Parte disso se deve à maneira como ocorreu a transição. Para restaurar a democracia, essa nova classe política de centro-esquerda teve que concordar em deixar intactas as regras básicas do jogo do mercado. Mas parte disso é também porque este partido se remodelou e se transformou e continuou deliberadamente a fragmentar e enfraquecer os setores trabalhistas e populares. Em vez disso, criou laços muito diretos e íntimos com a elite empresarial do país. Isso resultou em todos os indicadores que listei anteriormente. Isso resultou, por exemplo, em pensões privatizadas e, portanto, nenhuma segurança material real para os idosos no Chile. Isso resultou na continuação da privatização da saúde, onde a maioria dos chilenos não tem segurança quando se trata de seguro ou atendimento adequado. Isso resultou em uma legislação trabalhista totalmente favorável aos empregadores e que prejudicou a capacidade dos trabalhadores de se organizar e negociar coletivamente. O resultado de tudo isso tem sido uma sociedade fraturada com enorme riqueza acumulada no topo e enorme insegurança material na base.

Nando Vila

Quero perguntar sobre a convenção constitucional e sua composição. Quem são essas pessoas que estão escrevendo a constituição e como você escreve uma constituição? Parece muito difícil e complicado fazer com que todos concordem. Estou apenas imaginando como seria uma convenção constitucional nos Estados Unidos em 2021, e parece que seria um caos. Como será esse processo? O que você espera estar nele? Quem está decidindo o que estraá nele?

René Rojas

Antes de responder a esta pergunta, devo voltar a algo que disse anteriormente. Quando essa nova classe política centrista fez uma série de pactos ao negociar a transição de volta à democracia, um deles foi herdar a constituição imposta por meio de fraude e coerção sob Pinochet. Assim, a constituição que rege o Chile desde o retorno à democracia é a constituição imposta em 1980 pelo regime militar. Essa é a constituição que se tornou alvo da fúria e do ressentimento das massas que explodiram nas ruas em 2019 nesta rebelião popular que durou semanas. O regime não conseguiu derrubá-lo pela força, não conseguiu contê-lo e não conseguiu encontrar uma maneira de tirar os jovens e os trabalhadores das ruas e impedi-los de se rebelar.

Manifestantes são pulverizados pelas forças de segurança com um canhão de água durante protestos em massa contra o governo do Chile em Santiago em 4 de novembro de 2019. (Jeremias Gonzalez/NurPhoto via Getty Images)
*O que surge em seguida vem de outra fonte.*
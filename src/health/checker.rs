//! 目标检测器
//!
//! 组合域名解析、页面抓取和断言求值，为一个目标产出一次检测结果

use crate::health::fetcher::HttpFetcher;
use crate::health::outcome::Outcome;
use crate::health::resolver::Resolver;
use crate::health::target::Target;
use async_trait::async_trait;
use tracing::debug;

/// 默认的域名解析尝试次数
pub const DEFAULT_RESOLVE_ATTEMPTS: u32 = 3;

/// 检测器trait，定义单目标检测接口
#[async_trait]
pub trait PageChecker: Send + Sync {
    /// 检测一个目标
    ///
    /// # 参数
    /// * `target` - 监控目标
    ///
    /// # 返回
    /// * `Outcome` - 检测结果，所有错误都折叠进结果详情
    async fn check(&self, target: &Target) -> Outcome;
}

/// HTTP检测器实现
pub struct HttpPageChecker {
    resolver: Resolver,
    fetcher: HttpFetcher,
    resolve_attempts: u32,
}

impl HttpPageChecker {
    /// 创建新的HTTP检测器
    pub fn new(resolver: Resolver, fetcher: HttpFetcher, resolve_attempts: u32) -> Self {
        Self {
            resolver,
            fetcher,
            resolve_attempts,
        }
    }

    /// 使用系统解析器和默认HTTP客户端创建检测器
    pub fn with_defaults(resolve_attempts: u32) -> Result<Self, reqwest::Error> {
        Ok(Self::new(
            Resolver::system(),
            HttpFetcher::new()?,
            resolve_attempts,
        ))
    }
}

#[async_trait]
impl PageChecker for HttpPageChecker {
    async fn check(&self, target: &Target) -> Outcome {
        if !target.has_url() {
            debug!("目标 {} 未配置URL，跳过检测", target.alias);
            return Outcome::Ok;
        }

        if let Err(e) = self
            .resolver
            .resolve(&target.url, self.resolve_attempts)
            .await
        {
            return Outcome::Error(e.to_string());
        }

        let body = match self.fetcher.fetch(&target.url).await {
            Ok(body) => body,
            Err(e) => return Outcome::Error(e.to_string()),
        };

        target.classify(&body)
    }
}

#[cfg(test)]
mod tests {
    use super::*;
    use crate::config::{AssertionConfig, TargetConfig};
    use crate::health::resolver::HostLookup;
    use std::net::SocketAddr;
    use std::sync::atomic::{AtomicU32, Ordering};
    use std::sync::Arc;

    /// 总是失败的解析器
    struct DeadDns {
        calls: AtomicU32,
    }

    #[async_trait]
    impl HostLookup for DeadDns {
        async fn lookup(&self, _host: &str, _port: u16) -> std::io::Result<Vec<SocketAddr>> {
            self.calls.fetch_add(1, Ordering::SeqCst);
            Err(std::io::Error::other("SERVFAIL"))
        }
    }

    fn target(url: &str) -> Target {
        Target::compile(&TargetConfig {
            alias: "page".to_string(),
            url: url.to_string(),
            interval: 1,
            class: 1,
            threshold: 1,
            errors: vec![AssertionConfig {
                alias: "down".to_string(),
                regex: "DOWN".to_string(),
                exists: true,
                ..Default::default()
            }],
            warnings: vec![AssertionConfig {
                alias: "slow".to_string(),
                regex: "SLOW".to_string(),
                exists: true,
                ..Default::default()
            }],
        })
        .unwrap()
    }

    #[tokio::test]
    async fn test_check_blank_url_is_ok() {
        let checker = HttpPageChecker::with_defaults(DEFAULT_RESOLVE_ATTEMPTS).unwrap();
        assert_eq!(checker.check(&target("")).await, Outcome::Ok);
    }

    #[tokio::test]
    async fn test_check_resolution_failure_short_circuits() {
        let dns = Arc::new(DeadDns {
            calls: AtomicU32::new(0),
        });
        let checker = HttpPageChecker::new(
            Resolver::with_lookup(dns.clone()),
            HttpFetcher::new().unwrap(),
            DEFAULT_RESOLVE_ATTEMPTS,
        );

        let outcome = checker.check(&target("http://status.example.com/")).await;
        assert!(matches!(outcome, Outcome::Error(ref detail) if detail.contains("lookup failed")));
        assert_eq!(dns.calls.load(Ordering::SeqCst), DEFAULT_RESOLVE_ATTEMPTS);
    }

    #[tokio::test]
    async fn test_check_classifies_body() {
        let mut server = mockito::Server::new_async().await;
        server
            .mock("GET", "/down")
            .with_body("DOWN and SLOW")
            .create_async()
            .await;
        server
            .mock("GET", "/slow")
            .with_body("SLOW")
            .create_async()
            .await;
        server
            .mock("GET", "/fine")
            .with_body("fine")
            .create_async()
            .await;

        let checker = HttpPageChecker::with_defaults(DEFAULT_RESOLVE_ATTEMPTS).unwrap();

        let outcome = checker.check(&target(&format!("{}/down", server.url()))).await;
        assert_eq!(outcome, Outcome::Error("down: exists: DOWN".to_string()));

        let outcome = checker.check(&target(&format!("{}/slow", server.url()))).await;
        assert_eq!(outcome, Outcome::Warning("slow: exists: SLOW".to_string()));

        let outcome = checker.check(&target(&format!("{}/fine", server.url()))).await;
        assert_eq!(outcome, Outcome::Ok);
    }

    #[tokio::test]
    async fn test_check_fetch_failure_is_error() {
        let checker = HttpPageChecker::with_defaults(DEFAULT_RESOLVE_ATTEMPTS).unwrap();
        let outcome = checker.check(&target("http://127.0.0.1:1/")).await;
        assert!(matches!(outcome, Outcome::Error(_)));
    }
}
Em novembro de 2019, o governo de centro-direita de Sebastián Piñera, sentindo essa pressão das ruas - Santiago e muitas cidades e vilas do país estavam queimando - fez essa enorme concessão. Ele negociou com todas as facções do parlamento, incluindo a nova esquerda que surgiu no Chile, chamada Frente Amplio, e concordou em realizar um plebiscito no qual os chilenos foram questionados se queriam uma nova constituição e como ela seria escrita. Como resultado disso, em outubro do ano passado, 80% dos chilenos votaram pela rejeição da antiga constituição e por uma assembléia constituinte para reescrever a constituição.
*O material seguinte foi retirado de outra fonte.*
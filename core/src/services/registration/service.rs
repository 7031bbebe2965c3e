//! Registration service implementation

use std::sync::Arc;

use crate::domain::entities::{Credential, NewUser, User};
use crate::errors::{DomainError, DomainResult, ValidationError};
use crate::repositories::UserRepository;
use crate::services::credential::{CredentialService, IdentityCheck};
use crate::services::password::{CredentialHasher, SecretHasher};

use super::email_utils::{is_valid_email, mask_email};

/// Registers new users
pub struct RegistrationService<U, H = CredentialHasher>
where
    U: UserRepository,
    H: SecretHasher,
{
    /// User repository for persistence
    user_repository: Arc<U>,
    /// Credential pipeline
    credentials: Arc<CredentialService<H>>,
}

impl<U, H> RegistrationService<U, H>
where
    U: UserRepository,
    H: SecretHasher,
{
    /// Create a new registration service
    ///
    /// # Arguments
    ///
    /// * `user_repository` - Repository for user persistence
    /// * `credentials` - Credential pipeline built at startup
    pub fn new(user_repository: Arc<U>, credentials: Arc<CredentialService<H>>) -> Self {
        Self {
            user_repository,
            credentials,
        }
    }

    /// Credential pipeline in use
    pub fn credentials(&self) -> &CredentialService<H> {
        &self.credentials
    }

    /// Register a new user
    ///
    /// This method:
    /// 1. Checks required fields and the email format
    /// 2. Checks that the email is not registered yet
    /// 3. Validates and hashes the password, then issues a token for the email
    /// 4. Persists the user with the token attached
    ///
    /// # Returns
    ///
    /// * `Ok(User)` - The stored user
    /// * `Err(DomainError)` - Client-correctable failures are returned as-is;
    ///   anything else is reported as a generic internal error
    pub async fn register(&self, request: NewUser) -> DomainResult<User> {
        let masked_email = mask_email(&request.email);
        tracing::info!(email = %masked_email, "Registering user");

        match self.try_register(request).await {
            Ok(user) => {
                tracing::info!(user_id = %user.id, email = %masked_email, "User registered");
                Ok(user)
            }
            Err(err) if err.is_client_error() => {
                tracing::warn!(
                    email = %masked_email,
                    outcome = err.error_code(),
                    "Registration rejected"
                );
                Err(err)
            }
            Err(err) => {
                tracing::error!(
                    email = %masked_email,
                    outcome = err.error_code(),
                    error = %err,
                    "Unexpected registration failure"
                );
                Err(DomainError::Internal {
                    message: "Internal error while registering user".to_string(),
                })
            }
        }
    }

    async fn try_register(&self, request: NewUser) -> DomainResult<User> {
        let NewUser {
            name,
            email,
            password,
            phones,
        } = request;

        if name.trim().is_empty() {
            return Err(ValidationError::RequiredField {
                field: "name".to_string(),
            }
            .into());
        }
        if email.trim().is_empty() {
            return Err(ValidationError::RequiredField {
                field: "email".to_string(),
            }
            .into());
        }
        if !is_valid_email(&email) {
            return Err(ValidationError::InvalidEmail.into());
        }

        let exists = self.user_repository.exists_by_email(&email).await?;
        let identity = IdentityCheck::from_exists(exists);
        let credential = Credential::new(email.clone(), password);

        // Hashing is CPU-bound; keep it off the async workers
        let credentials = Arc::clone(&self.credentials);
        let issued = tokio::task::spawn_blocking(move || credentials.issue(&credential, identity))
            .await
            .map_err(|e| DomainError::Internal {
                message: format!("Credential task failed: {}", e),
            })??;

        let user = User::new(name, email, issued.secret, issued.token.payload, phones);
        self.user_repository.create(user).await
    }
}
As eleições para escolher delegados a esta assembléia foram adiadas algumas vezes por causa da pandemia, mas agora que foi realizada, os resultados são realmente não apenas fascinantes, mas bastante chocantes - chocantes no sentido de que pressagiam uma revisão completa do sistema político do Chile. As duas coalizões dominantes, a centro-direita e a centro-esquerda, foram esmagadas.

A centro-direita sabia que perderia feio e esperava ganhar um terço dos votos para poder vetar qualquer transformação importante. Ganhou apenas 20% dos votos. O verdadeiro perdedor, no entanto, é a centro-esquerda - a velha Concertación, os democratas-cristãos e principalmente os socialistas. E é lógico. Como disse antes, eles têm sido o baluarte do regime neoliberal pós-autoritário. Eles simplesmente foram derrotados - algo como 14% dos votos. Para dar uma indicação da magnitude de sua derrota, os democratas-cristãos, que costumavam ser o partido mais forte nos anos 90 e no início dos anos 2000, elegeram dois delegados em 155. Apenas dois delegados! É apenas uma grande rejeição e surra.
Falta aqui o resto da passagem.